Data to use:
--------
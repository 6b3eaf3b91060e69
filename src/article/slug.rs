//! Text normalization and slug generation.
//!
//! `normalize` is the canonical form used for label comparison; `slugify`
//! builds URL-safe identifiers used for article slugs and image keys.
//!
//! Slugs are transliterated to Latin so that `"Как спать лучше"` becomes
//! `kak-spat-luchshe` and matches image files named in either script.

/// Byte order mark, sometimes left at the start of files or lines
const BOM: char = '\u{feff}';

/// Lower-case, fold `ё` into `е`, unify dashes, strip BOMs and collapse whitespace.
pub fn normalize(text: &str) -> String {
    let folded: String = text
        .chars()
        .filter(|c| *c != BOM)
        .flat_map(char::to_lowercase)
        .map(|c| match c {
            'ё' => 'е',
            '\u{2014}' | '\u{2013}' => '-',
            other => other,
        })
        .collect();

    folded.split_whitespace().collect::<Vec<_>>().join(" ")
}

/// Build a URL-safe slug over `[a-z0-9-]`.
///
/// Runs of anything that is not a Latin letter or digit (after
/// transliteration) become a single hyphen; leading and trailing hyphens
/// are trimmed. The function is idempotent.
pub fn slugify(text: &str) -> String {
    let mut slug = String::with_capacity(text.len());
    let mut pending_hyphen = false;

    for c in normalize(text).chars() {
        let piece = transliterate(c);
        let piece = match piece {
            Some(p) => p,
            None if c.is_ascii_lowercase() || c.is_ascii_digit() => {
                push_piece(&mut slug, &mut pending_hyphen, c.encode_utf8(&mut [0; 4]));
                continue;
            }
            None => {
                pending_hyphen = true;
                continue;
            }
        };

        // Hard and soft signs vanish without splitting the word
        if piece.is_empty() {
            continue;
        }
        push_piece(&mut slug, &mut pending_hyphen, piece);
    }

    slug
}

fn push_piece(slug: &mut String, pending_hyphen: &mut bool, piece: &str) {
    if *pending_hyphen && !slug.is_empty() {
        slug.push('-');
    }
    *pending_hyphen = false;
    slug.push_str(piece);
}

/// Latin rendering of a lower-case Cyrillic letter, `None` for anything else.
fn transliterate(c: char) -> Option<&'static str> {
    let latin = match c {
        'а' => "a",
        'б' => "b",
        'в' => "v",
        'г' => "g",
        'д' => "d",
        'е' => "e",
        'ж' => "zh",
        'з' => "z",
        'и' => "i",
        'й' => "y",
        'к' => "k",
        'л' => "l",
        'м' => "m",
        'н' => "n",
        'о' => "o",
        'п' => "p",
        'р' => "r",
        'с' => "s",
        'т' => "t",
        'у' => "u",
        'ф' => "f",
        'х' => "kh",
        'ц' => "ts",
        'ч' => "ch",
        'ш' => "sh",
        'щ' => "shch",
        'ъ' | 'ь' => "",
        'ы' => "y",
        'э' => "e",
        'ю' => "yu",
        'я' => "ya",
        _ => return None,
    };
    Some(latin)
}

#[cfg(test)]
mod tests {
    use super::*;

    #[test]
    fn test_normalize_folds_case_dashes_and_whitespace() {
        assert_eq!(normalize("\u{feff}  Ёлка —  Зелёная\t–  ЁЖ "), "елка - зеленая - еж");
        assert_eq!(normalize(""), "");
    }

    #[test]
    fn test_slugify_transliterates() {
        assert_eq!(slugify("Как спать лучше"), "kak-spat-luchshe");
        assert_eq!(slugify("Польза сна для здоровья"), "polza-sna-dlya-zdorovya");
        assert_eq!(slugify("Щи и борщ: ЧТО выбрать?"), "shchi-i-borshch-chto-vybrat");
    }

    #[test]
    fn test_slugify_collapses_and_trims() {
        assert_eq!(slugify("  --Hello,   World!!--  "), "hello-world");
        assert_eq!(slugify("Sleep 101 — basics"), "sleep-101-basics");
        assert_eq!(slugify("!!!"), "");
        assert_eq!(slugify(""), "");
    }

    #[test]
    fn test_slugify_signs_do_not_split_words() {
        assert_eq!(slugify("объём"), "obem");
        assert_eq!(slugify("соль"), "sol");
    }

    #[test]
    fn test_slugify_is_idempotent_and_clean() {
        let samples = [
            "Как спать лучше",
            "  Йога — для всех!  ",
            "file_name (2).png",
            "Ёжик в тумане 2020",
            "ABC--def__ghi",
            "\u{feff}Название",
        ];

        for sample in samples {
            let once = slugify(sample);
            assert_eq!(slugify(&once), once, "not idempotent for {:?}", sample);
            assert!(once
                .chars()
                .all(|c| c.is_ascii_lowercase() || c.is_ascii_digit() || c == '-'));
            assert!(!once.starts_with('-') && !once.ends_with('-'));
            assert!(!once.contains("--"));
        }
    }
}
--------
To do:
Please repeat each entry exactly as written.

Result of the task:
repository 6b3eaf3b91060e69
filename src/article/slug.rs
//! Text normalization and slug generation.
//!
//! `normalize` is the canonical form used for label comparison; `slugify`
//! builds URL-safe identifiers used for article slugs and image keys.
//!
//! Slugs are transliterated to Latin so that `"Как спать лучше"` becomes
//! `kak-spat-luchshe` and matches image files named in either script.

/// Byte order mark, sometimes left at the start of files or lines
const BOM: char = '\u{feff}';

/// Lower-case, fold `ё` into `е`, unify dashes, strip BOMs and collapse whitespace.
pub fn normalize(text: &str) -> String {
    let folded: String = text
        .chars()
        .filter(|c| *c != BOM)
        .flat_map(char::to_lowercase)
        .map(|c| match c {
            'ё' => 'е',
            '\u{2014}' | '\u{2013}' => '-',
            other => other,
        })
        .collect();

    folded.split_whitespace().collect::<Vec<_>>().join(" ")
}

/// Build a URL-safe slug over `[a-z0-9-]`.
///
/// Runs of anything that is not a Latin letter or digit (after
/// transliteration) become a single hyphen; leading and trailing hyphens
/// are trimmed. The function is idempotent.
pub fn slugify(text: &str) -> String {
    let mut slug = String::with_capacity(text.len());
    let mut pending_hyphen = false;

    for c in normalize(text).chars() {
        let piece = transliterate(c);
        let piece = match piece {
            Some(p) => p,
            None if c.is_ascii_lowercase() || c.is_ascii_digit() => {
                push_piece(&mut slug, &mut pending_hyphen, c.encode_utf8(&mut [0; 4]));
                continue;
            }
            None => {
                pending_hyphen = true;
                continue;
            }
        };

        // Hard and soft signs vanish without splitting the word
        if piece.is_empty() {
            continue;
        }
        push_piece(&mut slug, &mut pending_hyphen, piece);
    }

    slug
}

fn push_piece(slug: &mut String, pending_hyphen: &mut bool, piece: &str) {
    if *pending_hyphen && !slug.is_empty() {
        slug.push('-');
    }
    *pending_hyphen = false;
    slug.push_str(piece);
}

/// Latin rendering of a lower-case Cyrillic letter, `None` for anything else.
fn transliterate(c: char) -> Option<&'static str> {
    let latin = match c {
        'а' => "a",
        'б' => "b",
        'в' => "v",
        'г' => "g",
        'д' => "d",
        'е' => "e",
        'ж' => "zh",
        'з' => "z",
        'и' => "i",
        'й' => "y",
        'к' => "k",
        'л' => "l",
        'м' => "m",
        'н' => "n",
        'о' => "o",
        'п' => "p",
        'р' => "r",
        'с' => "s",
        'т' => "t",
        'у' => "u",
        'ф' => "f",
        'х' => "kh",
        'ц' => "ts",
        'ч' => "ch",
        'ш' => "sh",
        'щ' => "shch",
        'ъ' | 'ь' => "",
        'ы' => "y",
        'э' => "e",
        'ю' => "yu",
        'я' => "ya",
        _ => return None,
    };
    Some(latin)
}

#[cfg(test)]
mod tests {
    use super::*;

    #[test]
    fn test_normalize_folds_case_dashes_and_whitespace() {
        assert_eq!(normalize("\u{feff}  Ёлка —  Зелёная\t–  ЁЖ "), "елка - зеленая - еж");
        assert_eq!(normalize(""), "");
    }

    #[test]
    fn test_slugify_transliterates() {
        assert_eq!(slugify("Как спать лучше"), "kak-spat-luchshe");
        assert_eq!(slugify("Польза сна для здоровья"), "polza-sna-dlya-zdorovya");
        assert_eq!(slugify("Щи и борщ: ЧТО выбрать?"), "shchi-i-borshch-chto-vybrat");
    }

    #[test]
    fn test_slugify_collapses_and_trims() {
        assert_eq!(slugify("  --Hello,   World!!--  "), "hello-world");
        assert_eq!(slugify("Sleep 101 — basics"), "sleep-101-basics");
        assert_eq!(slugify("!!!"), "");
        assert_eq!(slugify(""), "");
    }

    #[test]
    fn test_slugify_signs_do_not_split_words() {
        assert_eq!(slugify("объём"), "obem");
        assert_eq!(slugify("соль"), "sol");
    }

    #[test]
    fn test_slugify_is_idempotent_and_clean() {
        let samples = [
            "Как спать лучше",
            "  Йога — для всех!  ",
            "file_name (2).png",
            "Ёжик в тумане 2020",
            "ABC--def__ghi",
            "\u{feff}Название",
        ];

        for sample in samples {
            let once = slugify(sample);
            assert_eq!(slugify(&once), once, "not idempotent for {:?}", sample);
            assert!(once
                .chars()
                .all(|c| c.is_ascii_lowercase() || c.is_ascii_digit() || c == '-'));
            assert!(!once.starts_with('-') && !once.ends_with('-'));
            assert!(!once.contains("--"));
        }
    }
}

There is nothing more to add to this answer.